### TASK GOAL
Here the job is to restate every entry word for word.

[Stored dataset items]
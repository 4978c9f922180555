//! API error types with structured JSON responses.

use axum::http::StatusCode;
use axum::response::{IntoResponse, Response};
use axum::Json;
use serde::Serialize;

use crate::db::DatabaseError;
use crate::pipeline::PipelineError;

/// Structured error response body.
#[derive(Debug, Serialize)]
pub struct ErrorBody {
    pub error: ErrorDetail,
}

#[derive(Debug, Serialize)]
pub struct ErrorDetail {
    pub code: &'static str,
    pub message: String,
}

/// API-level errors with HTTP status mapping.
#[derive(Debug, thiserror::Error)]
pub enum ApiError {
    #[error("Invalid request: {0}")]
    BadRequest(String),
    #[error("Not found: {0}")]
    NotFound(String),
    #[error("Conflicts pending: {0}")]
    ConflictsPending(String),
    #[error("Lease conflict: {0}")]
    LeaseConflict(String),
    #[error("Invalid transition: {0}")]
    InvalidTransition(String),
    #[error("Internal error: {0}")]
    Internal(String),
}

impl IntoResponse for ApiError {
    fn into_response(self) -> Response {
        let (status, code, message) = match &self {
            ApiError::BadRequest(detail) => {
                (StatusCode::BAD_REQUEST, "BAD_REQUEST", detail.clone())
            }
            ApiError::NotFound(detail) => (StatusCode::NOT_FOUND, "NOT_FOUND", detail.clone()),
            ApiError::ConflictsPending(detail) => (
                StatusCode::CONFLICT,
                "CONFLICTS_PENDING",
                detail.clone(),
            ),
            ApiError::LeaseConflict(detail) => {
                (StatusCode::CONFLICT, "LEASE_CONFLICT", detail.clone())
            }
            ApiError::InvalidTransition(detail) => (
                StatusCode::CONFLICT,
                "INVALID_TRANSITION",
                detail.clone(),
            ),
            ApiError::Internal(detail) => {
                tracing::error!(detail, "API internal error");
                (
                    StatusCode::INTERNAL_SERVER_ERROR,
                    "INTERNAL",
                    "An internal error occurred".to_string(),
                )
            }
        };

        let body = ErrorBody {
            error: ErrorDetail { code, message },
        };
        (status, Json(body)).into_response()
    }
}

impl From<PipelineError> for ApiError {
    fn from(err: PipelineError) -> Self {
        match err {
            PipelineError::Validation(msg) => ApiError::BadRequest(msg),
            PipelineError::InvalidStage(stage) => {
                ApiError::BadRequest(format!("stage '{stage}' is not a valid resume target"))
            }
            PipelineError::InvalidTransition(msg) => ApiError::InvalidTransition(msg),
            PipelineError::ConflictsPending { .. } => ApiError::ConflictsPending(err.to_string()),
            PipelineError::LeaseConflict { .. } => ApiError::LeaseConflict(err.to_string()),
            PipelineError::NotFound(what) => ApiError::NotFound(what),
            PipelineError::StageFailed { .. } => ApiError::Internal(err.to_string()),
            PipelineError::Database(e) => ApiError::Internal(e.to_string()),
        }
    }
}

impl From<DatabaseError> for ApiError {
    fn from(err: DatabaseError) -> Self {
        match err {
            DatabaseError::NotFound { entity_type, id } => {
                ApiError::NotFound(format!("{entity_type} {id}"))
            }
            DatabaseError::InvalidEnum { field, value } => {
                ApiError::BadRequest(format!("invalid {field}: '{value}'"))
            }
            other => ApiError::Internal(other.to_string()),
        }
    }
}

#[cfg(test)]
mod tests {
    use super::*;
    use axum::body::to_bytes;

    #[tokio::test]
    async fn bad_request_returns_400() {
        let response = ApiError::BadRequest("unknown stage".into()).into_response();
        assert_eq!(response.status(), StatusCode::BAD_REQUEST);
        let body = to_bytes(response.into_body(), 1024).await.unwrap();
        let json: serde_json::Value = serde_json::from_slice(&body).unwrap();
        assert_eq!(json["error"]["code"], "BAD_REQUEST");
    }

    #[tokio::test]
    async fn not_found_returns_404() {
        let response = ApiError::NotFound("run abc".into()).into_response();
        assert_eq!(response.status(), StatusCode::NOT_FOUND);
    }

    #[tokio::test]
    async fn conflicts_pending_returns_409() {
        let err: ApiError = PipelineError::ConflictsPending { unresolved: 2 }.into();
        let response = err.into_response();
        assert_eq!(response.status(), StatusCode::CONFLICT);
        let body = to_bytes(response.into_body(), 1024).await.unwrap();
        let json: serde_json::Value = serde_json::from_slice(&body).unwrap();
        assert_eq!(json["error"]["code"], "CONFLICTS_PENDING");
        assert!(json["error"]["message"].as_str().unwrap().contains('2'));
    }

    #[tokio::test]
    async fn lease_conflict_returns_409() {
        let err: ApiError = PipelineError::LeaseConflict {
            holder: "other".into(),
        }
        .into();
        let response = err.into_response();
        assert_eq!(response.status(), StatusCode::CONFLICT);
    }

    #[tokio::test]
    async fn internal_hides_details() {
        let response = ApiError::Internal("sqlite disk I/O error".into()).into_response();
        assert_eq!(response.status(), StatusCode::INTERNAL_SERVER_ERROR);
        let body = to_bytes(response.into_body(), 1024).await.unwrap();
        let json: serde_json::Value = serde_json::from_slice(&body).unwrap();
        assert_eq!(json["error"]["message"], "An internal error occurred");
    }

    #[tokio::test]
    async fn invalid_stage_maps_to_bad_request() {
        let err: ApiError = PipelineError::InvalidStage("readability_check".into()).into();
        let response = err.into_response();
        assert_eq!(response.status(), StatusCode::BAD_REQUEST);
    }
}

### SOLUTION
repository 4978c9f922180555
//! API error types with structured JSON responses.

use axum::http::StatusCode;
use axum::response::{IntoResponse, Response};
use axum::Json;
use serde::Serialize;

use crate::db::DatabaseError;
use crate::pipeline::PipelineError;

/// Structured error response body.
#[derive(Debug, Serialize)]
pub struct ErrorBody {
    pub error: ErrorDetail,
}

#[derive(Debug, Serialize)]
pub struct ErrorDetail {
    pub code: &'static str,
    pub message: String,
}

/// API-level errors with HTTP status mapping.
#[derive(Debug, thiserror::Error)]
pub enum ApiError {
    #[error("Invalid request: {0}")]
    BadRequest(String),
    #[error("Not found: {0}")]
    NotFound(String),
    #[error("Conflicts pending: {0}")]
    ConflictsPending(String),
    #[error("Lease conflict: {0}")]
    LeaseConflict(String),
    #[error("Invalid transition: {0}")]
    InvalidTransition(String),
    #[error("Internal error: {0}")]
    Internal(String),
}

impl IntoResponse for ApiError {
    fn into_response(self) -> Response {
        let (status, code, message) = match &self {
            ApiError::BadRequest(detail) => {
                (StatusCode::BAD_REQUEST, "BAD_REQUEST", detail.clone())
            }
            ApiError::NotFound(detail) => (StatusCode::NOT_FOUND, "NOT_FOUND", detail.clone()),
            ApiError::ConflictsPending(detail) => (
                StatusCode::CONFLICT,
                "CONFLICTS_PENDING",
                detail.clone(),
            ),
            ApiError::LeaseConflict(detail) => {
                (StatusCode::CONFLICT, "LEASE_CONFLICT", detail.clone())
            }
            ApiError::InvalidTransition(detail) => (
                StatusCode::CONFLICT,
                "INVALID_TRANSITION",
                detail.clone(),
            ),
            ApiError::Internal(detail) => {
                tracing::error!(detail, "API internal error");
                (
                    StatusCode::INTERNAL_SERVER_ERROR,
                    "INTERNAL",
                    "An internal error occurred".to_string(),
                )
            }
        };

        let body = ErrorBody {
            error: ErrorDetail { code, message },
        };
        (status, Json(body)).into_response()
    }
}

impl From<PipelineError> for ApiError {
    fn from(err: PipelineError) -> Self {
        match err {
            PipelineError::Validation(msg) => ApiError::BadRequest(msg),
            PipelineError::InvalidStage(stage) => {
                ApiError::BadRequest(format!("stage '{stage}' is not a valid resume target"))
            }
            PipelineError::InvalidTransition(msg) => ApiError::InvalidTransition(msg),
            PipelineError::ConflictsPending { .. } => ApiError::ConflictsPending(err.to_string()),
            PipelineError::LeaseConflict { .. } => ApiError::LeaseConflict(err.to_string()),
            PipelineError::NotFound(what) => ApiError::NotFound(what),
            PipelineError::StageFailed { .. } => ApiError::Internal(err.to_string()),
            PipelineError::Database(e) => ApiError::Internal(e.to_string()),
        }
    }
}

impl From<DatabaseError> for ApiError {
    fn from(err: DatabaseError) -> Self {
        match err {
            DatabaseError::NotFound { entity_type, id } => {
                ApiError::NotFound(format!("{entity_type} {id}"))
            }
            DatabaseError::InvalidEnum { field, value } => {
                ApiError::BadRequest(format!("invalid {field}: '{value}'"))
            }
            other => ApiError::Internal(other.to_string()),
        }
    }
}

#[cfg(test)]
mod tests {
    use super::*;
    use axum::body::to_bytes;

    #[tokio::test]
    async fn bad_request_returns_400() {
        let response = ApiError::BadRequest("unknown stage".into()).into_response();
        assert_eq!(response.status(), StatusCode::BAD_REQUEST);
        let body = to_bytes(response.into_body(), 1024).await.unwrap();
        let json: serde_json::Value = serde_json::from_slice(&body).unwrap();
        assert_eq!(json["error"]["code"], "BAD_REQUEST");
    }

    #[tokio::test]
    async fn not_found_returns_404() {
        let response = ApiError::NotFound("run abc".into()).into_response();
        assert_eq!(response.status(), StatusCode::NOT_FOUND);
    }

    #[tokio::test]
    async fn conflicts_pending_returns_409() {
        let err: ApiError = PipelineError::ConflictsPending { unresolved: 2 }.into();
        let response = err.into_response();
        assert_eq!(response.status(), StatusCode::CONFLICT);
        let body = to_bytes(response.into_body(), 1024).await.unwrap();
        let json: serde_json::Value = serde_json::from_slice(&body).unwrap();
        assert_eq!(json["error"]["code"], "CONFLICTS_PENDING");
        assert!(json["error"]["message"].as_str().unwrap().contains('2'));
    }

    #[tokio::test]
    async fn lease_conflict_returns_409() {
        let err: ApiError = PipelineError::LeaseConflict {
            holder: "other".into(),
        }
        .into();
        let response = err.into_response();
        assert_eq!(response.status(), StatusCode::CONFLICT);
    }

    #[tokio::test]
    async fn internal_hides_details() {
        let response = ApiError::Internal("sqlite disk I/O error".into()).into_response();
        assert_eq!(response.status(), StatusCode::INTERNAL_SERVER_ERROR);
        let body = to_bytes(response.into_body(), 1024).await.unwrap();
        let json: serde_json::Value = serde_json::from_slice(&body).unwrap();
        assert_eq!(json["error"]["message"], "An internal error occurred");
    }

    #[tokio::test]
    async fn invalid_stage_maps_to_bad_request() {
        let err: ApiError = PipelineError::InvalidStage("readability_check".into()).into();
        let response = err.into_response();
        assert_eq!(response.status(), StatusCode::BAD_REQUEST);
    }
}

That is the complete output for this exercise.